> Your objective
Give the count of lines in the data that include "ScalarField", with no other words.

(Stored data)
=== Begin Enclosure ===

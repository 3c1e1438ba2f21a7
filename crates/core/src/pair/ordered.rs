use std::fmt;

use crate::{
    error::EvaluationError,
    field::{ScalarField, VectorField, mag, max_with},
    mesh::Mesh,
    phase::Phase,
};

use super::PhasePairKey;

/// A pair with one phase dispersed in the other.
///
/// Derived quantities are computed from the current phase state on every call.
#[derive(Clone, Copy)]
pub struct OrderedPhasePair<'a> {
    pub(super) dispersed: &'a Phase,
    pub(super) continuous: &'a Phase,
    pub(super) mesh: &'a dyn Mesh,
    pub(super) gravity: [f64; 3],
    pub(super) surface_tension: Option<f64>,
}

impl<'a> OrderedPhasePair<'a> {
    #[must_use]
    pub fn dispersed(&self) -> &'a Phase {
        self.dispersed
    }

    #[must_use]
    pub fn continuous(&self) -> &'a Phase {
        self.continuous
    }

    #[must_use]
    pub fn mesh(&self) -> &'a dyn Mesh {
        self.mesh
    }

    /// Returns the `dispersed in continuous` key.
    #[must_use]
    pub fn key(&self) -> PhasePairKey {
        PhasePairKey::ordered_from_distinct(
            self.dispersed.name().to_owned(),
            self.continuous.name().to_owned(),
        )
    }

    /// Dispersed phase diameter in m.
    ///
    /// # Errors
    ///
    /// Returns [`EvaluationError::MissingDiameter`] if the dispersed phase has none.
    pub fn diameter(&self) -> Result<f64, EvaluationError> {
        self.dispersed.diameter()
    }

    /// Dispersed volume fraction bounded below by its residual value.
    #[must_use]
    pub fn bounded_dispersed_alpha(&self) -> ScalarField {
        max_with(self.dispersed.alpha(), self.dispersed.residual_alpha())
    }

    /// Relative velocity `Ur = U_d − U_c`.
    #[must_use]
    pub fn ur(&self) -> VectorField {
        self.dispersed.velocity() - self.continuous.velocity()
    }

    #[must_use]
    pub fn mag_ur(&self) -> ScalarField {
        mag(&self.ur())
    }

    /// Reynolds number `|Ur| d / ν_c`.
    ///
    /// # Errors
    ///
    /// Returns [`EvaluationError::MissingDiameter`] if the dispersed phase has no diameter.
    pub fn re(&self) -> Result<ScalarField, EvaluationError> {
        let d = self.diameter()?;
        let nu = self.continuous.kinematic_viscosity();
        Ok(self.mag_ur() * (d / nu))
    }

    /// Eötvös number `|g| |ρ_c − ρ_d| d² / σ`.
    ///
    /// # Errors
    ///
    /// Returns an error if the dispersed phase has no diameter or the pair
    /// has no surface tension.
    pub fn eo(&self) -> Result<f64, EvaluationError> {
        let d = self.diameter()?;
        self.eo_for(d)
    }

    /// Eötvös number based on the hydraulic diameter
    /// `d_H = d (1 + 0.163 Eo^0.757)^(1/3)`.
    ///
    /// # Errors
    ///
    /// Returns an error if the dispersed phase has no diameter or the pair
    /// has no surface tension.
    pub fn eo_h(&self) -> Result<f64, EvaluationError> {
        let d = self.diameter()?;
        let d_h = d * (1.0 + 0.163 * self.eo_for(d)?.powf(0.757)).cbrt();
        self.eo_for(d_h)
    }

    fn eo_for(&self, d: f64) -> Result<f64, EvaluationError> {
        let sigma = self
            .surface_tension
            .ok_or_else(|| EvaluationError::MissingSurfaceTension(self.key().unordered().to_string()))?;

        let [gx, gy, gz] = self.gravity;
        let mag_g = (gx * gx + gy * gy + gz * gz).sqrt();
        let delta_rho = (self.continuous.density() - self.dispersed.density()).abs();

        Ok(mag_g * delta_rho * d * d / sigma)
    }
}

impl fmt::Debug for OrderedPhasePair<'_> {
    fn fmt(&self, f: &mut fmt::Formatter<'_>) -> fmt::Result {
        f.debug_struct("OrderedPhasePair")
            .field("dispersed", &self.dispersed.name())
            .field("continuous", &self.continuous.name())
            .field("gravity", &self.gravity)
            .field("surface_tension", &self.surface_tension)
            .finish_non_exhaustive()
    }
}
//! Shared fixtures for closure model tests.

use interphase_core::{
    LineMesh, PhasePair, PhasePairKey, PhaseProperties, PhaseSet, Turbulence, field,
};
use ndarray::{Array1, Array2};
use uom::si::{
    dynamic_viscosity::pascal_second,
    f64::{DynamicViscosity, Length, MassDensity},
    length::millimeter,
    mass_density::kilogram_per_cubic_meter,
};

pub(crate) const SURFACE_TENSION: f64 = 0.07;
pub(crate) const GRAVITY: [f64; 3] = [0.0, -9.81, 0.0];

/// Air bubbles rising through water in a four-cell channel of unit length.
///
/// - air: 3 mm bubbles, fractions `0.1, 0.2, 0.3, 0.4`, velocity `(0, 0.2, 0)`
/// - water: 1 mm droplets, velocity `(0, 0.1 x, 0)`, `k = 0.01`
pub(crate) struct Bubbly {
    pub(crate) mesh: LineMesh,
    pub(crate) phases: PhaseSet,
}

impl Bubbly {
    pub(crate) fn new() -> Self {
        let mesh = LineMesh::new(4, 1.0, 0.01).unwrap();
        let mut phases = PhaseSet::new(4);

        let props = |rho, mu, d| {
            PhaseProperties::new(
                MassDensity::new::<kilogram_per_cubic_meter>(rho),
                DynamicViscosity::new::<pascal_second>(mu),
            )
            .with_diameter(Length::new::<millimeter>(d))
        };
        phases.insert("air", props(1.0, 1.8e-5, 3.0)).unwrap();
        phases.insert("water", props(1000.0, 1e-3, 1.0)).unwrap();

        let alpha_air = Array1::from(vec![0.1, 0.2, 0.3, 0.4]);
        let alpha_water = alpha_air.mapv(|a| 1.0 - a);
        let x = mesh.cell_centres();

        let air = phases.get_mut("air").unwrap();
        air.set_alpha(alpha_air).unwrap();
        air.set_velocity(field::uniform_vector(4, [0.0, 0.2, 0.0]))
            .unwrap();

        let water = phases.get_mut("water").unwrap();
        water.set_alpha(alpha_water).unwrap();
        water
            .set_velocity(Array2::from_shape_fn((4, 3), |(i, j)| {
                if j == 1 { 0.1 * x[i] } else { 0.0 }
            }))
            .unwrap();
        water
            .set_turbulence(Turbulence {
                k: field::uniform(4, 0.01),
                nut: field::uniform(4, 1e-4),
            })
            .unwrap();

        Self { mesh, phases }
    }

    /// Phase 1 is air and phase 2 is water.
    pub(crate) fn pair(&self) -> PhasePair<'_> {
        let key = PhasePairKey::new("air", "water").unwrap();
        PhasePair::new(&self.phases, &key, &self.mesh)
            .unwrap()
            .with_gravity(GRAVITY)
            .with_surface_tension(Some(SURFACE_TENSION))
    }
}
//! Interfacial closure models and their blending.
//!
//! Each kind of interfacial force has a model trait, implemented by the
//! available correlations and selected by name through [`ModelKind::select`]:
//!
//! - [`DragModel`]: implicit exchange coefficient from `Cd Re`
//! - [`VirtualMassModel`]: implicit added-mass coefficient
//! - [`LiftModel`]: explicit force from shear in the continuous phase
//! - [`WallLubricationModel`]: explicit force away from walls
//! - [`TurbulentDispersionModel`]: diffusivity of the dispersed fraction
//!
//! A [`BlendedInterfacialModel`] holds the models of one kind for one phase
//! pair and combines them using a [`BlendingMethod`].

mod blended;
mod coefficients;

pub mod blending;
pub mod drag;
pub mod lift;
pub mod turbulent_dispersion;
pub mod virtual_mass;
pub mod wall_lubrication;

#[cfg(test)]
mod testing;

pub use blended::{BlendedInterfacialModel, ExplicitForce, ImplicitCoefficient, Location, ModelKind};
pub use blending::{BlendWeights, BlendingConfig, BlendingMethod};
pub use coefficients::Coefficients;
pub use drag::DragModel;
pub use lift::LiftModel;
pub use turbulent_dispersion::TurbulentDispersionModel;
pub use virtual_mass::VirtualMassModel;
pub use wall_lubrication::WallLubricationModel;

=== End Enclosure ===

> Solution below
4